El viaje debe ser físico y palpable porque así ponemos en marcha nuestros cinco sentidos. Al viajar a un lugar desconocido, prestamos más atención de lo habitual, como esponjas, tal y como señala David Brooks en su libro El animal social: «Esta receptividad se produce solo cuando estamos físicamente ahí, no cuando leemos sobre un sitio, sino sólo cuando estamos en el escenario, inmersos en él».

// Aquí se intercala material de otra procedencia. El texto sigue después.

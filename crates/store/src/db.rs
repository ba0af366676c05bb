use std::fs;
use std::path::Path;
use std::sync::{Arc, Mutex, MutexGuard};

use duckdb::Connection;
use tracing::{info, warn};
use xesload_core::error::{Result, XesError};

use crate::schema::{DROP_SQL, SCHEMA_SQL};

#[derive(Clone)]
pub struct Store {
    conn: Arc<Mutex<Connection>>,
    db_path: String,
}

impl Store {
    pub fn open(path: &Path) -> Result<Self> {
        if let Some(parent) = path.parent() {
            fs::create_dir_all(parent)
                .map_err(|e| XesError::Io(format!("failed to create db dir: {e}")))?;
        }

        let conn = Connection::open(path)
            .map_err(|e| XesError::Store(format!("failed to open duckdb: {e}")))?;
        conn.execute_batch("PRAGMA threads=4;")
            .map_err(|e| XesError::Store(format!("failed to set pragmas: {e}")))?;
        conn.execute_batch(SCHEMA_SQL)
            .map_err(|e| XesError::Store(format!("failed to initialize schema: {e}")))?;

        Ok(Self {
            conn: Arc::new(Mutex::new(conn)),
            db_path: path.display().to_string(),
        })
    }

    pub fn open_in_memory() -> Result<Self> {
        let conn = Connection::open_in_memory()
            .map_err(|e| XesError::Store(format!("failed to open in-memory db: {e}")))?;
        conn.execute_batch(SCHEMA_SQL)
            .map_err(|e| XesError::Store(format!("failed to initialize schema: {e}")))?;
        Ok(Self {
            conn: Arc::new(Mutex::new(conn)),
            db_path: ":memory:".to_string(),
        })
    }

    pub fn db_path(&self) -> &str {
        &self.db_path
    }

    pub(crate) fn conn(&self) -> Result<MutexGuard<'_, Connection>> {
        self.conn
            .lock()
            .map_err(|_| XesError::Internal("store mutex poisoned".to_string()))
    }

    /// Drops every table and sequence and creates them again, empty.
    pub fn reset(&self) -> Result<()> {
        let conn = self.conn()?;
        conn.execute_batch(DROP_SQL)
            .map_err(|e| XesError::Store(format!("failed to drop schema: {e}")))?;
        conn.execute_batch(SCHEMA_SQL)
            .map_err(|e| XesError::Store(format!("failed to recreate schema: {e}")))?;
        info!(db_path = %self.db_path, "recreated schema");
        Ok(())
    }

    /// Exclusive write handle for one import. Other users of this store block
    /// until it is dropped.
    pub fn writer(&self) -> Result<StoreWriter<'_>> {
        Ok(StoreWriter {
            conn: self.conn()?,
            in_transaction: false,
        })
    }
}

pub struct StoreWriter<'a> {
    pub(crate) conn: MutexGuard<'a, Connection>,
    pub(crate) in_transaction: bool,
}

impl Drop for StoreWriter<'_> {
    fn drop(&mut self) {
        if self.in_transaction
            && let Err(e) = self.conn.execute_batch("ROLLBACK")
        {
            warn!(error = %e, "failed to roll back abandoned import");
        }
    }
}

Viajar no solo entraña adquirir datos racionales, sino nuevos estados mentales y emocionales. Acabalar experiencias y anécdotas. Si todo lo miramos a través de la lupa, al fin y al cabo, se nos puede pasar lo más importante, o incluso creer que algo existe cuando no lo hace, como el caso de las montañas Kong, presuntamente descubiertas en 1798 por el cartógrafo inglés James Rennell en África occidental, de oeste a este desde la actual Nigeria hasta Sierra Leona. Se tardó cien años en descubrirse que esa cordillera de mil kilómetros no era real. Hasta que el aventurero francés Louis-Gustave Binger las visitó por sí mismo. O el caso del reputado geógrafo y experto en los pueblos autóctonos americanos, el francés Emmanuel Domenech, que publicó el manuscrito Livre des Sauvag sobre una serie de misteriosos pictogramas originales de la época precolombina… que luego resultaron ser los deberes de un niño alemán, y los misteriosos “pictogramas” en realidad eran los intentos de aquel niño por escribir en letra gótica.
Así pues, no hay que mirar todo por una lupa, pero tampoco olvidar que vuestros ojos (y el de los lugareños que hablarán con vosotros) están desenfocados como si sufrieran presbicia.